* [Assigned task] Count how many lines in the data below include "command". Answer with the number only.

====

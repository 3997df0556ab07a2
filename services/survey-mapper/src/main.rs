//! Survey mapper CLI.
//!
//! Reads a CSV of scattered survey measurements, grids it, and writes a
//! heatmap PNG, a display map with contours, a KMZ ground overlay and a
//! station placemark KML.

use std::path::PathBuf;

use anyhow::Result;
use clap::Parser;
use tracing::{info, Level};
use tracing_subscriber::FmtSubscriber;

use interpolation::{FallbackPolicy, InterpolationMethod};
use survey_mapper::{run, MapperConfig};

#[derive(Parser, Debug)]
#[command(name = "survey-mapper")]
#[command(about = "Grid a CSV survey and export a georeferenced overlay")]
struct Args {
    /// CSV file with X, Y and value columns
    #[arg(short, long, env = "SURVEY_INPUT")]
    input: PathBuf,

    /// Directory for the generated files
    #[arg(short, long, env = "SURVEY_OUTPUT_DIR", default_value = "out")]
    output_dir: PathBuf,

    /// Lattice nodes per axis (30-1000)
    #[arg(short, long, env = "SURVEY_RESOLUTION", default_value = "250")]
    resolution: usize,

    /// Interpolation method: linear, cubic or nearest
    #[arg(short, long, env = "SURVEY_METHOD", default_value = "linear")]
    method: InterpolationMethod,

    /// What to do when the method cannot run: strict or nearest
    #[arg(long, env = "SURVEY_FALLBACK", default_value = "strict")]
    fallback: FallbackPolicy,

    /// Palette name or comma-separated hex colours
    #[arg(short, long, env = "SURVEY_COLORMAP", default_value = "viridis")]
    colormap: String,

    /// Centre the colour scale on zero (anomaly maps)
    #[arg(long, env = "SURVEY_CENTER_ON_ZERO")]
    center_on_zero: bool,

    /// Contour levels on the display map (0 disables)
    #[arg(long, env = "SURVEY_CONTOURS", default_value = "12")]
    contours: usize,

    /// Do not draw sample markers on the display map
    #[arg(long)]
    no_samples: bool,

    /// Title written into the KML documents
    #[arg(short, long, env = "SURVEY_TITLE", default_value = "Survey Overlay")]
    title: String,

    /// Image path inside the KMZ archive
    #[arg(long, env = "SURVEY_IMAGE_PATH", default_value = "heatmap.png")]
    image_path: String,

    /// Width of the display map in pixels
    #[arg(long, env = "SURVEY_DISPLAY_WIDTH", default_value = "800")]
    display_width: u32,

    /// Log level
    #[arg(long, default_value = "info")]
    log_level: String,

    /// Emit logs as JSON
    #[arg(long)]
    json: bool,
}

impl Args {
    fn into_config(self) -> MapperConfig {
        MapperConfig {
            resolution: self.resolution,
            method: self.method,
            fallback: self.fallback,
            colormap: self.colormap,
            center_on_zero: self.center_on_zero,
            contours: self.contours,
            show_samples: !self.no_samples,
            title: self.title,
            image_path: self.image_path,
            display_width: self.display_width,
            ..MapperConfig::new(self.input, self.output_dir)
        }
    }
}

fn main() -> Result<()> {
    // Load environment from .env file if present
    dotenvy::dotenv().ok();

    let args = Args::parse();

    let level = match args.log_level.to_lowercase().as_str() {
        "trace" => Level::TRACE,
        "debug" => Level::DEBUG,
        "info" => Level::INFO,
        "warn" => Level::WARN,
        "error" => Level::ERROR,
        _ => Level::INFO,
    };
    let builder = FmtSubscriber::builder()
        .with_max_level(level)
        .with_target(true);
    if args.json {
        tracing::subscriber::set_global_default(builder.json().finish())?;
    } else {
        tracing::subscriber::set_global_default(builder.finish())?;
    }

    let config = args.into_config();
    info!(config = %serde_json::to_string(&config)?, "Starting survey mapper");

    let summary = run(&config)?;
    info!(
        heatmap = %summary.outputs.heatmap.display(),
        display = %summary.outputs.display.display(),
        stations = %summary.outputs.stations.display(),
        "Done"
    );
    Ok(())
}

====

* [Solution to this task] 2